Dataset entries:

^^^^^^^^^^^^^^^^

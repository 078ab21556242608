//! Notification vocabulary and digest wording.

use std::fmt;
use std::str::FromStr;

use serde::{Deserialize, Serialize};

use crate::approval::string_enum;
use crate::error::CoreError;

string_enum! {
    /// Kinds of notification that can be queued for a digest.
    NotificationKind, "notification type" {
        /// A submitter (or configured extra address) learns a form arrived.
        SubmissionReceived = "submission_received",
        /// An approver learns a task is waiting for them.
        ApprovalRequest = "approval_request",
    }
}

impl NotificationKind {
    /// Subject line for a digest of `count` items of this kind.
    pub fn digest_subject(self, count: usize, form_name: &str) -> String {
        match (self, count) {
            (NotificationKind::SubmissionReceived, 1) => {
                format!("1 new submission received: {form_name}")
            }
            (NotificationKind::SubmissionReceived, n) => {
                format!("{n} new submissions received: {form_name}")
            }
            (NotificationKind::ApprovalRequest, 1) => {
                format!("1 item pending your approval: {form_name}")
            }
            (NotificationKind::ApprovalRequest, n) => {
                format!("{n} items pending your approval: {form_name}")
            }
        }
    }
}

^^^^^^^^^^^^^^^^

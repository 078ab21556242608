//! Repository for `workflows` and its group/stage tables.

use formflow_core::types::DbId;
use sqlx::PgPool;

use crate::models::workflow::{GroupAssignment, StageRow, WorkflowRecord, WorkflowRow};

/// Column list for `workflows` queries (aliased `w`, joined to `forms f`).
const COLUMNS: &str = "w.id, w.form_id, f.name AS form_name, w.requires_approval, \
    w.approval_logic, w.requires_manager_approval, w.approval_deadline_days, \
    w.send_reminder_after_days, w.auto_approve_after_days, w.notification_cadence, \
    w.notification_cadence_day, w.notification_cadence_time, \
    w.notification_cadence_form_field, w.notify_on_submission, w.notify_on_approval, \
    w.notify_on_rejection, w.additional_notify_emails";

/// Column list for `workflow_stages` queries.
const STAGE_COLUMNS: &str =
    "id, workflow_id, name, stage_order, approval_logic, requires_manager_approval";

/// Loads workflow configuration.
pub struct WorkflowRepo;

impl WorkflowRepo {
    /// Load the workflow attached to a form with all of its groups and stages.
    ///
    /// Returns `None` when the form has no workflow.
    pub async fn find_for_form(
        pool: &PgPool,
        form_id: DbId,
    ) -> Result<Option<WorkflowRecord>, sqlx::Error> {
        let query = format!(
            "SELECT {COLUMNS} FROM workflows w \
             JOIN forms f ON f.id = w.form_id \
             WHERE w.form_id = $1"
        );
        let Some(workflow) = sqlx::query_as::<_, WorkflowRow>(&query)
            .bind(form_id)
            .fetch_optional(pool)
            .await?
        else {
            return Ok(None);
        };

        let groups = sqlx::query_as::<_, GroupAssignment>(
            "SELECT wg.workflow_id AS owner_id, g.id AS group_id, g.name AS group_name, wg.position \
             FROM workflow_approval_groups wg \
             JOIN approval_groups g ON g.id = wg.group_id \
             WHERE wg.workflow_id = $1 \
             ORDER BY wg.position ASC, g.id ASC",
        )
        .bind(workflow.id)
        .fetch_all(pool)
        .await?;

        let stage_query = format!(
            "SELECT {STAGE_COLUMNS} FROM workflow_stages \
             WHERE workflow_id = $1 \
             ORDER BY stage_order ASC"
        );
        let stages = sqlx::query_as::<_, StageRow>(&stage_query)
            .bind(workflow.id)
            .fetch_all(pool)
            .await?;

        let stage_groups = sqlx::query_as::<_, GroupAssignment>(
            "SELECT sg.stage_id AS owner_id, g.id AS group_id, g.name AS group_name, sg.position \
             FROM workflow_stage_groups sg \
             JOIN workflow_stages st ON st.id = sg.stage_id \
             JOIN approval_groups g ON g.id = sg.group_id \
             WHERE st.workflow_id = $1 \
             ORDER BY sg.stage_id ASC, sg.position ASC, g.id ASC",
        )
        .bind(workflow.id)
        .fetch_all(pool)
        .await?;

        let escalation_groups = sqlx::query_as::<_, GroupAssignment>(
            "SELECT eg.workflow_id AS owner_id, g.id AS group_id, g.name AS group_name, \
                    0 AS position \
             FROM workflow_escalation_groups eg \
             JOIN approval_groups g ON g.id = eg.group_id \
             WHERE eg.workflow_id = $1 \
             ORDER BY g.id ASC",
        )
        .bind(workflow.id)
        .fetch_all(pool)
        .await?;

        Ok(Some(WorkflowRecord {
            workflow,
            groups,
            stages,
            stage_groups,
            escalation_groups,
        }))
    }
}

^^^^^^^^^^^^^^^^

_Work order:_ Collect each line of the entries that has the word "WorkflowRow", copying it in full.

_Written answer:_
use crate::models::workflow::{GroupAssignment, StageRow, WorkflowRecord, WorkflowRow};
        let Some(workflow) = sqlx::query_as::<_, WorkflowRow>(&query)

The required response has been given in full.